Yönetimden sonra 2 numaraya Türk futbolunu yöneten şeref yoksunu federasyon ve emir eri, karaktersiz, kişiliksiz başta hakemler olmak üzere alt kurumlarıdır. Bu futbol çetesi Türkiye de şampiyonu da, düşenleri de belirleyen, futbolu masa başı oyunu olarak gören ve oynatan reziller sürüsü, kravatlı eşkiyalardır. Bakın bu sezon G.Saray ın hakem hatalarıyla alınmış tek puanı var mı ? Şu hiç bir esprisi olmayan Kasımpaşa maçında bile hakem damgası olur mu ? Maç 1-0 takım 10 kişi, buraya kadar bir sorun yok. Ancak Mutlak penaltıyı göre göre görmezden gelen Özgür efendi daha bizimkiler itiraz ederken bizim kaleye gol oluyor. Skor 1-1 olacakken bir anda 2-0. Bu hakem takdiri filan değil, hakemin yeri iyi, gördüğü kesin, rakibin açık eli kaleye giden topu kesiyor ama ne gibi bir telkin ile çıktıysa maça görmezden gelmek zorunda bırakılıyor emir eri kukla. Tıpkı geçen hafta Halis efendinin görmezden geldiği mutlak penaltı ve kırmızı kart pozisyonları gibi. Biz iyi oynarız, kötü oynarız, hesabınıda biz sorarız, takdirini de biz yaparız. Hakem kendi işini yapsın. Diyoruz ama şu hakemler namuslu düdük çalsalar şu rezil takım bile bugün şampiyonluk potasında olurdu.

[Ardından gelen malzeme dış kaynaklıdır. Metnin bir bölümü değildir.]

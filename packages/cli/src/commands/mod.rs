pub mod apply;
pub mod diff;
pub mod init;
pub mod listen;
pub mod validate;

pub use apply::{apply_command, ApplyArgs};
pub use diff::{diff, DiffArgs};
pub use init::{init, InitArgs};
pub use listen::{listen, ListenArgs};
pub use validate::{validate, ValidateArgs};
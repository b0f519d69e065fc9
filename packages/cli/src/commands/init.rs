use anyhow::Result;
use clap::Args;
use colored::Colorize;
use nodedoc_sync::{SyncConfig, DEFAULT_CONFIG_NAME};
use std::fs;
use std::path::{Path, PathBuf};

#[derive(Debug, Args)]
pub struct InitArgs {
    /// Sync server origin
    #[arg(short, long, default_value = "http://127.0.0.1:3030")]
    pub base_url: String,

    /// Channel to subscribe on start (repeatable)
    #[arg(short, long = "channel")]
    pub channels: Vec<String>,

    /// Force overwrite existing config
    #[arg(short, long)]
    pub force: bool,
}

pub fn init(args: InitArgs, cwd: &Path) -> Result<()> {
    let config_path = PathBuf::from(cwd).join(DEFAULT_CONFIG_NAME);

    if config_path.exists() && !args.force {
        println!(
            "{} {} already exists",
            "⚠️".yellow(),
            DEFAULT_CONFIG_NAME.bright_white()
        );
        println!("Use --force to overwrite");
        return Ok(());
    }

    println!("{}", "📝 Initializing NodeDoc sync config...".bright_blue().bold());

    let config = SyncConfig {
        base_url: args.base_url.trim_end_matches('/').to_string(),
        channels: args
            .channels
            .iter()
            .map(|c| c.trim().to_string())
            .filter(|c| !c.is_empty())
            .collect(),
        ..SyncConfig::default()
    };
    config.check()?;

    let config_json = serde_json::to_string_pretty(&config)?;
    fs::write(&config_path, config_json)?;

    println!("  {} Created {}", "✓".green(), DEFAULT_CONFIG_NAME);
    println!();
    println!("Next steps:");
    println!("  1. export NODEDOC_TOKEN=<credential>");
    println!("  2. Run: nodedoc listen --doc <ID>=<PATH>");

    Ok(())
}

#[cfg(test)]
mod tests {
    use super::*;

    #[test]
    fn test_init_writes_loadable_config() {
        let dir = tempfile::tempdir().unwrap();
        let args = InitArgs {
            base_url: "https://sync.example.org/".to_string(),
            channels: vec![" thread-1 ".to_string(), "".to_string()],
            force: false,
        };

        init(args, dir.path()).unwrap();

        let config = SyncConfig::from_file(&dir.path().join(DEFAULT_CONFIG_NAME)).unwrap();
        assert_eq!(config.base_url, "https://sync.example.org");
        assert_eq!(config.channels, vec!["thread-1"]);
        assert_eq!(config.stream_path, "/api/stream");
    }

    #[test]
    fn test_init_keeps_existing_config_without_force() {
        let dir = tempfile::tempdir().unwrap();
        let path = dir.path().join(DEFAULT_CONFIG_NAME);
        fs::write(&path, "{}").unwrap();

        let args = InitArgs {
            base_url: "http://127.0.0.1:3030".to_string(),
            channels: vec![],
            force: false,
        };
        init(args, dir.path()).unwrap();

        assert_eq!(fs::read_to_string(&path).unwrap(), "{}");
    }
}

Bu rezilliğin 3 numaralı sorumlusu 2 senedir destekten çok köstek olan G.Saray taraftarıdır. En başta adam bile olmayan bir zavallıya hiç hakkı olmayan payeler yükleyen, fareden aslan yaratan futbol bilmez, gördüğünü anlamaz hayalperestler. Sonra sezonun tüm kupalarını kaldıran takımın yeni sezon açılış maçını 20 bini bile bulmayan taraftar desteğine mahkum eden iyi gün dostları. Ardından kendi oyuncusuna en aşağılık hakaret, küfür ve aşağılamaları layık gören kudurmuş güruh. Doğrusu bu taraftarın destek verdiğinden bile hiç emin değilim, olsada olur olmasada. Zaten şu kulübe yönetici olsam kendilerine uA diyen gurubu tribünlerden söker yeni genç tribün liderleri bulur ve eski Ali Sami Yen kapalısından ders aldırırdım. Hiç olmazsa futbolcuları arabın yalellisi gibi sürüp giden ninni kıvamı uyutan tezahüratlardan kurtarırdım. Tam 40 senedir şu tribünlerdeyim bu kadar kötü, bu kadar coşkudan uzak, bu kadar rakibi ve hakemi baskı altına almaktan aciz bir kalabalık görmedim. Bir Beşiktaş ya da Fener in derby tribünlerine bakın bir bizim derby atmosferimize, ne demek istediğimi anlarsınız.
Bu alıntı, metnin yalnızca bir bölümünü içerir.